In a 2017 interview, Kovács talked about his new vice-president position. He stated that the MJSZ was being transformed to run more like a business, and that his role would be to increase the popularity of hockey in Hungary and include sport diplomacy with other national federations. He became chairman of the technical committee, to develop the men's and women's national teams, and the domestic youth hockey leagues. He arranged for professional Hungarian hockey players to teach skills to youth players, and sought to coordinate competitive youth leagues within Hungary and Austria. He wants to see new arenas built in each county of Hungary to host top-level hockey, and to provide new clubs with equipment and coaching mentors. He felt his greatest success was having the Canada men's national ice hockey team play to a sold-out crowd in the László Papp Budapest Sports Arena and showcase National Hockey League talent to Hungarians. He wants Hungary to host the top level of the Ice Hockey World Championships.
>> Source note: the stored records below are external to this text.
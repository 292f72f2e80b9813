use ics_store::StoreError;
use ics_types::IntentError;
use thiserror::Error;

#[derive(Debug, Error)]
pub enum UpdateError {
    #[error(transparent)]
    Intent(#[from] IntentError),

    #[error("storage error: {0}")]
    Store(#[from] StoreError),

    #[error("no intent recorded for delegator {0}")]
    NoIntent(String),

    #[error("intent would hold {count} validators, limit is {max}")]
    TooManyEntries { count: usize, max: usize },

    #[error("invalid address: {0:?}")]
    InvalidAddress(String),
}
//! Delegation intent weighting.
//!
//! A delegator's intent is a vector of validator weights. This crate keeps
//! those vectors proportional and mergeable:
//! - **Normalize**: rescale weights to sum to one
//! - **Ordinalize**: turn fractions into amounts of a total stake
//! - **Merge**: add newly supplied absolute amounts on top of prior proportions
//!
//! The engine functions are pure. [`IntentUpdater`] wires them to an
//! [`ics_store::IntentStore`] for the load → compute → persist cycle.

pub mod engine;
pub mod error;
pub mod updater;

pub use engine::{merge, normalize, ordinalize};
pub use error::UpdateError;
pub use updater::{Allocation, Allocations, IntentUpdater};
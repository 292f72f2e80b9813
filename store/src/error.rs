use thiserror::Error;

#[derive(Debug, Error)]
pub enum StoreError {
    #[error("key not found: {0}")]
    NotFound(String),

    #[error("storage backend error: {0}")]
    Backend(String),

    #[error("serialization error: {0}")]
    Serialization(String),

    #[error("stored record is corrupted: {0}")]
    Corruption(String),
}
In 2021, Kovács was named vice-president of professional affairs for the MJSZ, which chose a development strategy to change attitudes in young people by "sustainability, succession, effectiveness and popularity". In a 2022 interview, he was most proud of organizing international ice hockey competitions in Hungary every year since 1998, and stated a desire for Hungary to qualify to play in ice hockey at the Olympic Games. During his tenure as vice-president, the Hungary men's national ice hockey team qualified for the top tier of the 2023 IIHF World Championship after a 71-year absence. He also signed a two-year contract with the Canada men's national team to visit Hungary in 2023 and 2024, for exhibition games and training camps.
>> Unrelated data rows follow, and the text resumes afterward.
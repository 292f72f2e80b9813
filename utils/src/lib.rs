//! Shared utilities: configuration loading and structured logging setup.

pub mod config;
pub mod error;
pub mod logging;

pub use config::IntentConfig;
pub use error::ConfigError;
pub use logging::{init_logging, LogFormat};
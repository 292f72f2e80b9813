//! Fundamental types for delegation intents.
//!
//! This crate defines the types shared across every other crate in the workspace:
//! the fixed-point decimal used for weights and amounts, delegator/validator
//! identifiers, and the per-delegator weight vector itself.

pub mod address;
pub mod dec;
pub mod error;
pub mod intent;

pub use address::{DelegatorAddress, ValidatorAddress};
pub use dec::Dec;
pub use error::IntentError;
pub use intent::{DelegationIntent, ValidatorWeight};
===IIHF committee member===
Kovács served as a member of the International Ice Hockey Federation (IIHF) recruitment committee from 2010 to 2012, and the ice rink committee from 2016 to 2020. He was named to the event and championships committee for the 2021–2026 term. His recent committee work has included revisions to the IIHF World Championships, and development of three-on-three (3x3) hockey, which first appeared in ice hockey at the 2020 Winter Youth Olympics.

==Honors==
The IIHF named Kovács as the 2020 Paul Loicq Award recipient, for "outstanding contributions to the IIHF and international ice hockey". The formal presentation was scheduled for the 2020 IIHF World Championship in Zürich, but was delayed until the 2022 IIHF World Championship due to the COVID-19 pandemic. He is the first Hungarian to be named a recipient of the award. (Note: The list of previous Paul Loicq Award recipients from 1998 to 2018, and 2019, does not include any Hungarians.) In response to the award he said, "I am the winner, but the recognition goes to those who have worked for the last 25 years in the development of Hungarian hockey".